Thailand recently enacted a new Trade Competition Act intended to strengthen the government's ability to regulate price fixing and market monopolies. The new law establishes a Trade Competition Commission with the authority to place limitations on market share and revenues of firms with substantial control of individual market sectors, to block mergers and other forms of business combinations and to levy fines for price fixing and other proscribed activities. The government continues to have the authority to control the price of specific products under the recently revised Goods and Services Price Act of 1999. In practice, very few commodities are subject to formal price controls. However, the government does use its control of major suppliers of products and services such as Thai Airways and PTT (Oil and gas) to influence prices in the market.

Thailand has extensive legislation aimed at the protection of the environment including the National Environmental Quality Act, the Hazardous Substances Act and the Factories Act. Food purity and drug efficacy are controlled and regulated by a Food and Drug administration. Likewise, labor and employment standards are set and regulated by the Ministry of Labor.

Despite the good intentions of most regulatory regimes, consistent and predictable enforcement of government regulations remains an obstacle to investment in
Thailand. Gratuity payment to civil servants responsible for regulatory oversight and enforcement unfortunately remains a common practice. Through such payments, regulations can often be by-passed or ignored and approval processes expedited. Firms that refuse to make such payments can be placed at a competitive disadvantaged when compared to other firms in the same field. However, most observers believe that the overall trend in this respect is positive.

8. Political Violence

In recent years
Thailand has developed a much more stable and transparent political system, although in the past there were frequent changes in government, often by military intervention. The last coup was in 1991, followed in 1992 by political unrest and a confrontation in the streets of Bangkok in which over 50 civilian demonstrators were killed. The "May 1992 events" were a real shock to the Thai political system and stimulated a remarkable democratic recovery. Since 1992, the military has not interfered in the operation of the civilian government, and this appears likely to remain the case for the foreseeable future. There have been three successful elections (1992, 1995 and 1996) and a change of government in 1997 since then. A non-partisan assembly rewrote the nation's constitution, which was put into force in October 1997. One of the main reforms of the new constitution is expected to be less vote buying by candidates for the national parliament. General elections under the new constitution have yet to take place but are due by January 2001.

9. Corruption and Crime

Thailand has laws to combat corruption. The independent National Counter Corruption Commission coordinates official efforts against corruption. American executives with long experience in Thailand advise new-to-market companies that it is far easier to avoid getting started with corrupt transactions than to stop such practices once a company has been identified as willing to operate in this fashion.

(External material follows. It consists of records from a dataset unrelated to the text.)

//! Configuración de variables de entorno
//!
//! Este módulo maneja los umbrales configurables del ciclo de vida.
//! Todos tienen valores por defecto y pueden sobreescribirse por entorno.

use std::env;

/// Configuración del entorno
#[derive(Debug, Clone)]
pub struct EnvironmentConfig {
    /// Días de validez de una cotización nueva
    pub quote_validity_days: i64,
    /// Días tras los que un pago pendiente se considera vencido
    pub overdue_payment_days: i64,
    /// Horas tras las que una reserva pendiente requiere atención
    pub attention_pending_hours: i64,
    /// Días tras los que un pago pendiente entra al reporte de atención
    pub attention_payment_days: i64,
    /// Ventana de aviso para documentos por expirar
    pub document_expiry_warning_days: i64,
    /// Longitud del código de acceso de un solo uso
    pub access_code_length: usize,
}

impl Default for EnvironmentConfig {
    fn default() -> Self {
        Self {
            quote_validity_days: 14,
            overdue_payment_days: 30,
            attention_pending_hours: 72,
            attention_payment_days: 7,
            document_expiry_warning_days: 30,
            access_code_length: 8,
        }
    }
}

impl EnvironmentConfig {
    /// Cargar configuración desde variables de entorno, con defaults
    pub fn from_env() -> Self {
        dotenvy::dotenv().ok();
        let defaults = Self::default();

        Self {
            quote_validity_days: read_i64("QUOTE_VALIDITY_DAYS", defaults.quote_validity_days),
            overdue_payment_days: read_i64("OVERDUE_PAYMENT_DAYS", defaults.overdue_payment_days),
            attention_pending_hours: read_i64(
                "ATTENTION_PENDING_HOURS",
                defaults.attention_pending_hours,
            ),
            attention_payment_days: read_i64(
                "ATTENTION_PAYMENT_DAYS",
                defaults.attention_payment_days,
            ),
            document_expiry_warning_days: read_i64(
                "DOCUMENT_EXPIRY_WARNING_DAYS",
                defaults.document_expiry_warning_days,
            ),
            access_code_length: read_i64("ACCESS_CODE_LENGTH", defaults.access_code_length as i64)
                as usize,
        }
    }
}

fn read_i64(key: &str, default: i64) -> i64 {
    env::var(key)
        .ok()
        .and_then(|v| v.parse().ok())
        .unwrap_or(default)
}

#[cfg(test)]
mod tests {
    use super::*;

    #[test]
    fn test_defaults() {
        let config = EnvironmentConfig::default();
        assert_eq!(config.overdue_payment_days, 30);
        assert_eq!(config.attention_pending_hours, 72);
        assert_eq!(config.attention_payment_days, 7);
    }
}
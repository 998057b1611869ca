//! Modelo de Route
//!
//! Una ruta es un par origen/destino con precio base y tiempo estimado.
//! El precio base se congela en la cotización al momento de crearla, de modo
//! que cambios posteriores a la ruta no alteran cotizaciones existentes.

use chrono::{DateTime, Utc};
use rust_decimal::Decimal;
use serde::{Deserialize, Serialize};
use sqlx::FromRow;
use uuid::Uuid;
use validator::Validate;

/// Route principal - mapea a la tabla routes
#[derive(Debug, Clone, Serialize, Deserialize, FromRow)]
pub struct Route {
    pub id: Uuid,
    pub origin: String,
    pub destination: String,
    pub base_price: Decimal,
    pub estimated_days: i32,
    /// Indica si la ruta cruza una frontera aduanera
    pub requires_customs: bool,
    pub is_active: bool,
    pub created_at: DateTime<Utc>,
}

/// Request para crear una ruta
#[derive(Debug, Deserialize, Validate)]
pub struct CreateRouteRequest {
    #[validate(length(min = 2, max = 200))]
    pub origin: String,

    #[validate(length(min = 2, max = 200))]
    pub destination: String,

    pub base_price: Decimal,

    #[validate(range(min = 1, max = 365))]
    pub estimated_days: i32,

    pub requires_customs: Option<bool>,
}

/// Filtros para búsqueda de rutas
#[derive(Debug, Clone, Default, Deserialize)]
pub struct RouteFilters {
    pub is_active: Option<bool>,
    pub search: Option<String>,
}
#[async_trait]
impl RouteStore for MemoryStore {
    async fn insert_route(&self, route: Route) -> AppResult<Route> {
        let mut world = self.world.write().await;
        world.routes.insert(route.id, route.clone());
        Ok(route)
    }

    async fn find_route(&self, id: Uuid) -> AppResult<Option<Route>> {
        Ok(self.world.read().await.routes.get(&id).cloned())
    }

    async fn update_route(&self, route: &Route) -> AppResult<()> {
        let mut world = self.world.write().await;
        if !world.routes.contains_key(&route.id) {
            return Err(not_found_error("Route", route.id));
        }
        world.routes.insert(route.id, route.clone());
        Ok(())
    }

    async fn list_routes(
        &self,
        filters: &RouteFilters,
        page: &Pagination,
    ) -> AppResult<Page<Route>> {
        let world = self.world.read().await;
        let items: Vec<Route> = world
            .routes
            .values()
            .filter(|r| filters.is_active.map_or(true, |a| r.is_active == a))
            .filter(|r| {
                filters.search.as_deref().map_or(true, |needle| {
                    contains_ci(&r.origin, needle) || contains_ci(&r.destination, needle)
                })
            })
            .cloned()
            .collect();
        Ok(paginate(items, page, |r| r.created_at))
    }
}

#[async_trait]
impl VehicleStore for MemoryStore {
    async fn insert_vehicle(&self, vehicle: Vehicle) -> AppResult<Vehicle> {
        let mut world = self.world.write().await;
        world.vehicles.insert(vehicle.id, vehicle.clone());
        Ok(vehicle)
    }

    async fn find_vehicle(&self, id: Uuid) -> AppResult<Option<Vehicle>> {
        Ok(self.world.read().await.vehicles.get(&id).cloned())
    }

    async fn vehicles_by_customer(&self, customer_id: Uuid) -> AppResult<Vec<Vehicle>> {
        Ok(self
            .world
            .read()
            .await
            .vehicles
            .values()
            .filter(|v| v.customer_id == customer_id)
            .cloned()
            .collect())
    }
}

#[async_trait]
impl QuoteStore for MemoryStore {
    async fn insert_quote(&self, quote: Quote) -> AppResult<Quote> {
        let mut world = self.world.write().await;
        world.quotes.insert(quote.id, quote.clone());
        Ok(quote)
    }

    async fn find_quote(&self, id: Uuid) -> AppResult<Option<Quote>> {
        Ok(self.world.read().await.quotes.get(&id).cloned())
    }

    async fn update_quote(&self, quote: &Quote) -> AppResult<()> {
        let mut world = self.world.write().await;
        if !world.quotes.contains_key(&quote.id) {
            return Err(not_found_error("Quote", quote.id));
        }
        world.quotes.insert(quote.id, quote.clone());
        Ok(())
    }

    async fn list_quotes(
        &self,
        filters: &QuoteFilters,
        page: &Pagination,
    ) -> AppResult<Page<Quote>> {
        let world = self.world.read().await;
        let items: Vec<Quote> = world
            .quotes
            .values()
            .filter(|q| filters.status.map_or(true, |s| q.status == s))
            .filter(|q| filters.customer_id.map_or(true, |id| q.customer_id == id))
            .filter(|q| filters.route_id.map_or(true, |id| q.route_id == id))
            .filter(|q| in_window(q.created_at, filters.date_from, filters.date_to))
            .filter(|q| filters.amount_min.map_or(true, |min| q.total_amount >= min))
            .filter(|q| filters.amount_max.map_or(true, |max| q.total_amount <= max))
            .cloned()
            .collect();
        Ok(paginate(items, page, |q| q.created_at))
    }

    async fn quotes_created_in(&self, range: &DateRange) -> AppResult<Vec<Quote>> {
        Ok(self
            .world
            .read()
            .await
            .quotes
            .values()
            .filter(|q| range.contains(q.created_at))
            .cloned()
            .collect())
    }

    async fn convert_quote(
        &self,
        quote_id: Uuid,
        request: &ConvertQuoteRequest,
        booking_number: String,
        now: DateTime<Utc>,
    ) -> AppResult<Booking> {
        let mut world = self.world.write().await;

        let quote = world
            .quotes
            .get(&quote_id)
            .ok_or_else(|| not_found_error("Quote", quote_id))?;
        quote.ensure_convertible(now)?;
        let booking = Booking::from_quote(quote, request, booking_number, now)?;

        // Todas las validaciones pasaron; recién ahora se escribe
        let quote = world
            .quotes
            .get_mut(&quote_id)
            .expect("quote checked above");
        quote.status = crate::models::quote::QuoteStatus::Converted;
        world.bookings.insert(booking.id, booking.clone());
        Ok(booking)
    }
}

#[async_trait]
impl BookingStore for MemoryStore {
    async fn insert_booking(&self, booking: Booking) -> AppResult<Booking> {
        let mut world = self.world.write().await;
        world.bookings.insert(booking.id, booking.clone());
        Ok(booking)
    }

    async fn find_booking(&self, id: Uuid) -> AppResult<Option<Booking>> {
        Ok(self.world.read().await.bookings.get(&id).cloned())
    }

    async fn update_booking(&self, booking: &Booking) -> AppResult<()> {
        let mut world = self.world.write().await;
        if !world.bookings.contains_key(&booking.id) {
            return Err(not_found_error("Booking", booking.id));
        }
        world.bookings.insert(booking.id, booking.clone());
        Ok(())
    }

    async fn list_bookings(
        &self,
        filters: &BookingFilters,
        page: &Pagination,
    ) -> AppResult<Page<Booking>> {
        let world = self.world.read().await;
        let items: Vec<Booking> = world
            .bookings
            .values()
            .filter(|b| filters.status.map_or(true, |s| b.status == s))
            .filter(|b| filters.customer_id.map_or(true, |id| b.customer_id == id))
            .filter(|b| filters.route_id.map_or(true, |id| b.route_id == id))
            .filter(|b| in_window(b.created_at, filters.date_from, filters.date_to))
            .filter(|b| {
                filters.search.as_deref().map_or(true, |needle| {
                    contains_ci(&b.booking_number, needle) || contains_ci(&b.recipient_name, needle)
                })
            })
            .filter(|b| filters.amount_min.map_or(true, |min| b.total_amount >= min))
            .filter(|b| filters.amount_max.map_or(true, |max| b.total_amount <= max))
            .cloned()
            .collect();
        Ok(paginate(items, page, |b| b.created_at))
    }

    async fn bookings_created_in(&self, range: &DateRange) -> AppResult<Vec<Booking>> {
        Ok(self
            .world
            .read()
            .await
            .bookings
            .values()
            .filter(|b| range.contains(b.created_at))
            .cloned()
            .collect())
    }

    async fn bookings_by_statuses(&self, statuses: &[BookingStatus]) -> AppResult<Vec<Booking>> {
        Ok(self
            .world
            .read()
            .await
            .bookings
            .values()
            .filter(|b| statuses.contains(&b.status))
            .cloned()
            .collect())
    }

    async fn bookings_by_customer(&self, customer_id: Uuid) -> AppResult<Vec<Booking>> {
        Ok(self
            .world
            .read()
            .await
            .bookings
            .values()
            .filter(|b| b.customer_id == customer_id)
            .cloned()
            .collect())
    }
}

#[async_trait]
impl DocumentStore for MemoryStore {
    async fn insert_document(&self, document: Document) -> AppResult<Document> {
        let mut world = self.world.write().await;
        world.documents.insert(document.id, document.clone());
        Ok(document)
    }

    async fn find_document(&self, id: Uuid) -> AppResult<Option<Document>> {
        Ok(self.world.read().await.documents.get(&id).cloned())
    }

    async fn update_document(&self, document: &Document) -> AppResult<()> {
        let mut world = self.world.write().await;
        if !world.documents.contains_key(&document.id) {
            return Err(not_found_error("Document", document.id));
        }
        world.documents.insert(document.id, document.clone());
        Ok(())
    }

    async fn list_documents(
        &self,
        filters: &DocumentFilters,
        page: &Pagination,
    ) -> AppResult<Page<Document>> {
        let world = self.world.read().await;
        let items: Vec<Document> = world
            .documents
            .values()
            .filter(|d| filters.status.map_or(true, |s| d.status == s))
            .filter(|d| filters.document_type.map_or(true, |t| d.document_type == t))
            .filter(|d| filters.booking_id.map_or(true, |id| d.booking_id == Some(id)))
            .filter(|d| {
                filters
                    .customer_id
                    .map_or(true, |id| d.customer_id == Some(id))
            })
            .filter(|d| in_window(d.created_at, filters.date_from, filters.date_to))
            .cloned()
            .collect();
        Ok(paginate(items, page, |d| d.created_at))
    }

    async fn documents_by_booking(&self, booking_id: Uuid) -> AppResult<Vec<Document>> {
        Ok(self
            .world
            .read()
            .await
            .documents
            .values()
            .filter(|d| d.booking_id == Some(booking_id))
            .cloned()
            .collect())
    }

    async fn documents_by_status(&self, status: DocumentStatus) -> AppResult<Vec<Document>> {
        Ok(self
            .world
            .read()
            .await
            .documents
            .values()
            .filter(|d| d.status == status)
            .cloned()
            .collect())
    }
}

Despite some recent improvements, both foreign and Thai companies continue to complain about irregularities in the Thai Customs Service. Recent Thai administrations have stated publicly their intention to improve transparency in the evaluation of bids and the awarding of contracts. Increasing media scrutiny of public figures has raised political pressure to curtail favoritism and corruption. Nonetheless, the press features frequent allegations of irregularities in public contracts, most notably over the use of public lands, as well as charges of favoritism, e.g., revising requirements so that a preferred company wins over its competitors.

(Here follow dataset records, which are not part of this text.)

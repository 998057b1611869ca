//! Servicio de reservas
//!
//! Creación directa de reservas, el único cambio de estado disparado desde
//! afuera y el reporte compuesto "requiere atención". Este último es pura
//! composición de lecturas sobre reservas, pagos y documentos; nunca se
//! persiste como bandera.

use std::sync::Arc;

use chrono::Utc;
use rust_decimal::Decimal;
use serde_json::json;
use tracing::info;
use uuid::Uuid;
use validator::Validate;

use crate::config::EnvironmentConfig;
use crate::models::booking::{
    validate_booking_dates, validate_booking_transition, AttentionEntry, AttentionReason, Booking,
    BookingFilters, BookingStatus, CreateBookingRequest, UpdateBookingStatusRequest,
};
use crate::models::document::{missing_documents, required_documents};
use crate::models::payment::PaymentStatus;
use crate::notifications::{NotificationEvent, Notifier};
use crate::services::quote_service::allocate_booking_number;
use crate::storage::{
    BookingStore, CustomerStore, DocumentStore, Page, Pagination, PaymentStore, RouteStore, Store,
    VehicleStore,
};
use crate::utils::errors::{not_found_error, validation_error, AppResult};

#[derive(Clone)]
pub struct BookingService {
    store: Arc<dyn Store>,
    notifier: Arc<dyn Notifier>,
    config: EnvironmentConfig,
}

impl BookingService {
    pub fn new(
        store: Arc<dyn Store>,
        notifier: Arc<dyn Notifier>,
        config: EnvironmentConfig,
    ) -> Self {
        Self {
            store,
            notifier,
            config,
        }
    }

    /// Crea una reserva sin cotización previa
    pub async fn create_booking(&self, request: CreateBookingRequest) -> AppResult<Booking> {
        request.validate()?;
        if request.total_amount <= Decimal::ZERO {
            return Err(validation_error("total_amount must be positive"));
        }
        validate_booking_dates(request.pickup_date, request.delivery_date)?;

        self.store
            .find_customer(request.customer_id)
            .await?
            .ok_or_else(|| not_found_error("Customer", request.customer_id))?;
        self.store
            .find_route(request.route_id)
            .await?
            .ok_or_else(|| not_found_error("Route", request.route_id))?;
        self.store
            .find_vehicle(request.vehicle_id)
            .await?
            .ok_or_else(|| not_found_error("Vehicle", request.vehicle_id))?;

        let id = Uuid::new_v4();
        let booking = Booking {
            id,
            booking_number: allocate_booking_number(id),
            customer_id: request.customer_id,
            route_id: request.route_id,
            vehicle_id: request.vehicle_id,
            quote_id: None,
            status: BookingStatus::Pending,
            total_amount: request.total_amount,
            paid_amount: Decimal::ZERO,
            recipient_name: request.recipient_name,
            recipient_phone: request.recipient_phone,
            pickup_date: request.pickup_date,
            delivery_date: request.delivery_date,
            created_at: Utc::now(),
        };

        let booking = self.store.insert_booking(booking).await?;
        info!(
            booking_id = %booking.id,
            booking_number = %booking.booking_number,
            "booking created"
        );
        Ok(booking)
    }

    pub async fn get_booking(&self, id: Uuid) -> AppResult<Booking> {
        self.store
            .find_booking(id)
            .await?
            .ok_or_else(|| not_found_error("Booking", id))
    }

    pub async fn list_bookings(
        &self,
        filters: &BookingFilters,
        page: &Pagination,
    ) -> AppResult<Page<Booking>> {
        self.store.list_bookings(filters, page).await
    }

    /// Único cambio de estado disparado externamente.
    ///
    /// El valor textual se valida contra el conjunto cerrado de estados y la
    /// transición contra el grafo; las fechas que acompañan al cambio deben
    /// respetar el orden recogida < entrega.
    pub async fn update_status(
        &self,
        id: Uuid,
        request: UpdateBookingStatusRequest,
        actor: &str,
    ) -> AppResult<Booking> {
        let target = BookingStatus::parse(&request.status)?;
        let mut booking = self.get_booking(id).await?;
        let previous = booking.status;
        validate_booking_transition(previous, target)?;

        let pickup = request.pickup_date.or(booking.pickup_date);
        let delivery = request.delivery_date.or(booking.delivery_date);
        validate_booking_dates(pickup, delivery)?;

        booking.status = target;
        booking.pickup_date = pickup;
        booking.delivery_date = delivery;
        self.store.update_booking(&booking).await?;

        self.notifier
            .notify(
                NotificationEvent::BookingStatusChanged,
                booking.id,
                json!({
                    "booking_number": booking.booking_number,
                    "from": previous.as_str(),
                    "to": target.as_str(),
                    "actor": actor,
                }),
            )
            .await?;

        info!(
            booking_id = %booking.id,
            from = previous.as_str(),
            to = target.as_str(),
            actor = actor,
            "booking status changed"
        );
        Ok(booking)
    }

    /// Reporte de reservas que requieren acción del personal.
    ///
    /// Reúne cuatro señales: reserva pendiente más vieja que el umbral,
    /// entrega programada vencida, pagos pendientes añejos y documentos
    /// requeridos sin aprobar o por expirar.
    pub async fn requires_attention(&self) -> AppResult<Vec<AttentionEntry>> {
        let now = Utc::now();
        let open = self
            .store
            .bookings_by_statuses(&[
                BookingStatus::Pending,
                BookingStatus::Confirmed,
                BookingStatus::Processing,
                BookingStatus::InTransit,
            ])
            .await?;

        let mut entries = Vec::new();
        for booking in open {
            let mut reasons = Vec::new();

            if booking.is_stale_pending(now, self.config.attention_pending_hours) {
                reasons.push(AttentionReason::StalePending);
            }
            if booking.is_overdue(now) {
                reasons.push(AttentionReason::Overdue);
            }

            let payments = self.store.payments_by_booking(booking.id).await?;
            if payments.iter().any(|p| {
                p.status == PaymentStatus::Pending
                    && p.is_overdue(now, self.config.attention_payment_days)
            }) {
                reasons.push(AttentionReason::AgedPendingPayment);
            }

            let documents = self.store.documents_by_booking(booking.id).await?;
            let route = self
                .store
                .find_route(booking.route_id)
                .await?
                .ok_or_else(|| not_found_error("Route", booking.route_id))?;
            let vehicle = self
                .store
                .find_vehicle(booking.vehicle_id)
                .await?
                .ok_or_else(|| not_found_error("Vehicle", booking.vehicle_id))?;
            let required = required_documents(&route, vehicle.vehicle_type);
            if !missing_documents(&required, &documents, now).is_empty() {
                reasons.push(AttentionReason::PendingDocuments);
            }
            if documents
                .iter()
                .any(|d| d.is_expiring_within(now, self.config.document_expiry_warning_days))
            {
                reasons.push(AttentionReason::ExpiringDocuments);
            }

            if !reasons.is_empty() {
                entries.push(AttentionEntry {
                    booking_id: booking.id,
                    booking_number: booking.booking_number.clone(),
                    status: booking.status,
                    reasons,
                });
            }
        }
        Ok(entries)
    }
}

In its 1999 ranking of corrupt practices, Transparency International placed Thailand at 68, near Bulgaria, Egypt, Ghana, Romania, Guatemala and Nicaragua, out of a total of 99 countries ranked in its corruption perception index (the higher the number, the worse the corruption). According to some studies, a cultural propensity to forgive bribes as a normal part of doing business and to equate cash payments with finders' fees or consultants' charges, coupled with the low salaries of civil servants, encourages officials to accept illegal inducements.

10. Labor

The Thai government projects a labor force in 2000 of 33.06 million workers out of a population of 62.7 million. This figure includes all Thais 13 years of age and older who are actively seeking work. Unemployment showed little improvement over the last year. A government Labor Force Survey completed in February 2000 estimated unemployment at 4.3 percent, compared to 4.2 in 1999, but unemployment was probably overestimated because the survey was conducted during a lull in the agricultural season.

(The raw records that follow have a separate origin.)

use eframe::egui::{self, Color32, RichText, ScrollArea, Ui};
use egui_extras::DatePickerButton;

use crate::state::AppState;

// ---------------------------------------------------------------------------
// Left side panel – filter widgets
// ---------------------------------------------------------------------------

/// Render the filter panel. Every control is disabled until a file has
/// been loaded; edits feed straight into the state and the visible rows
/// are recomputed at the end of the pass.
pub fn side_panel(ui: &mut Ui, state: &mut AppState) {
    ui.heading("Filters");
    ui.separator();

    if state.dataset.is_none() {
        ui.label("No data loaded.");
        ui.add_space(4.0);
    }

    let enabled = state.controls_enabled();
    let category_options: Vec<(String, String)> = state
        .dataset
        .as_ref()
        .map(|set| set.category_options())
        .unwrap_or_default();
    let amount_cap = state.amount_cap;

    ScrollArea::vertical()
        .auto_shrink([false, false])
        .show(ui, |ui: &mut Ui| {
            ui.add_enabled_ui(enabled, |ui: &mut Ui| {
                // ---- Date range ----
                ui.strong("Date range");
                ui.horizontal(|ui: &mut Ui| {
                    ui.checkbox(&mut state.date_from_enabled, "From");
                    ui.add_enabled(
                        state.date_from_enabled,
                        DatePickerButton::new(&mut state.date_from).id_salt("date_from"),
                    );
                });
                ui.horizontal(|ui: &mut Ui| {
                    ui.checkbox(&mut state.date_to_enabled, "To");
                    ui.add_enabled(
                        state.date_to_enabled,
                        DatePickerButton::new(&mut state.date_to).id_salt("date_to"),
                    );
                });
                ui.separator();

                // ---- Categories ----
                ui.horizontal(|ui: &mut Ui| {
                    ui.strong("Categories");
                    if ui.small_button("Clear").clicked() {
                        state.clear_categories();
                    }
                });
                ui.label(RichText::new("Empty selection shows all").weak().small());
                for (label, value) in &category_options {
                    let mut checked = state.selected_categories.contains(value);
                    let swatch = state.category_colors.color_for(value);
                    let text = RichText::new(label).color(swatch);
                    if ui.checkbox(&mut checked, text).changed() {
                        state.toggle_category(value);
                    }
                }
                ui.separator();

                // ---- Amount range ----
                ui.strong("Amount range");
                ui.add(
                    egui::Slider::new(&mut state.amount_range[0], 0.0..=amount_cap)
                        .text("min")
                        .fixed_decimals(0),
                );
                ui.add(
                    egui::Slider::new(&mut state.amount_range[1], 0.0..=amount_cap)
                        .text("max")
                        .fixed_decimals(0),
                );
                ui.separator();

                if ui.button("Reset filters").clicked() {
                    state.reset_filters();
                }
            });
        });

    // Recompute the visible rows after any widget edits.
    state.refilter();
}

// ---------------------------------------------------------------------------
// Top bar
// ---------------------------------------------------------------------------

/// Render the top menu / toolbar.
pub fn top_bar(ui: &mut Ui, state: &mut AppState) {
    egui::menu::bar(ui, |ui: &mut Ui| {
        ui.menu_button("File", |ui: &mut Ui| {
            if ui.button("Open…").clicked() {
                open_file_dialog(state);
                ui.close_menu();
            }
        });

        ui.separator();

        if let Some(set) = &state.dataset {
            ui.label(format!(
                "{} rows loaded, {} matching",
                set.len(),
                state.visible_indices.len()
            ));
            ui.separator();
        }

        if let Some(msg) = &state.status_message {
            ui.label(RichText::new(msg).color(Color32::RED));
        }
    });
}

// ---------------------------------------------------------------------------
// File dialog
// ---------------------------------------------------------------------------

/// Pick a CSV file and load it. A failed load reports the error in the top
/// bar and leaves any previously loaded set untouched; a successful load
/// replaces it wholesale.
pub fn open_file_dialog(state: &mut AppState) {
    let file = rfd::FileDialog::new()
        .set_title("Open sales data")
        .add_filter("CSV", &["csv"])
        .pick_file();

    if let Some(path) = file {
        match crate::data::loader::load_file(&path, &state.config.table) {
            Ok(set) => {
                log::info!(
                    "Loaded {} transactions across {} categories",
                    set.len(),
                    set.categories.len()
                );
                state.set_dataset(set);
            }
            Err(e) => {
                log::error!("Failed to load {}: {e}", path.display());
                state.status_message = Some(format!("Error: {e}"));
            }
        }
    }
}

Despite rapid growth in the industrial and service sectors, this Labor Force Survey estimates that 39.8 percent of those employed are still engaged in agriculture. However, the shift of workers from the agricultural sector is continuing, especially in the Northeast where agricultural productivity and investment is lower. As a consequence, recent years have seen a constant flow of rural, generally unskilled Thais seeking work in
Bangkok and the more industrialized regions, both seasonally and on a permanent basis. This ready availability of migrant labor has contributed to Thailand's rapid industrial growth, particularly in the light manufacturing and construction sectors.

The economic downturn stemmed shortages in the labor market of workers with at least a secondary education. As
Thailand's economy recovers, however, it is likely that highly skilled and experienced engineers, technicians and managers will again be in short supply. In the past, many multinational firms brought in expatriate professionals because qualified local personnel simply were not available, even at high salaries. Finding, training, and retaining qualified employees to work in the manufacturing facilities being developed in industrial estates, such as those along the Eastern Seaboard, will continue to be a challenging government priority in the near term.

Thailand's education system is still geared toward the needs of a largely agrarian, traditional economy and society and lags behind the country's contemporary skills requirements. The government has made great progress over the last two decades in providing basic education. Thailand's gross primary school enrollment in 1999 was 97.5 percent, and the adult literacy rate in 1999 was 94 percent, one of the best in the region. However, compulsory education, according to Primary Education Act, is required only through grade six. A new National Education Act (effective August 1999) ensured the right of all Thai citizens to receive free basic public education for not less than 12 years and raised the compulsory education level to nine years. The government is now drafting amendments to the Primary Education Act so that these requirements will be codified in the National Education Law. In 1999, Thailand had around 300,000 students enrolled in public and private colleges and universities. Over 15,000 Thai students are currently studying in the United States.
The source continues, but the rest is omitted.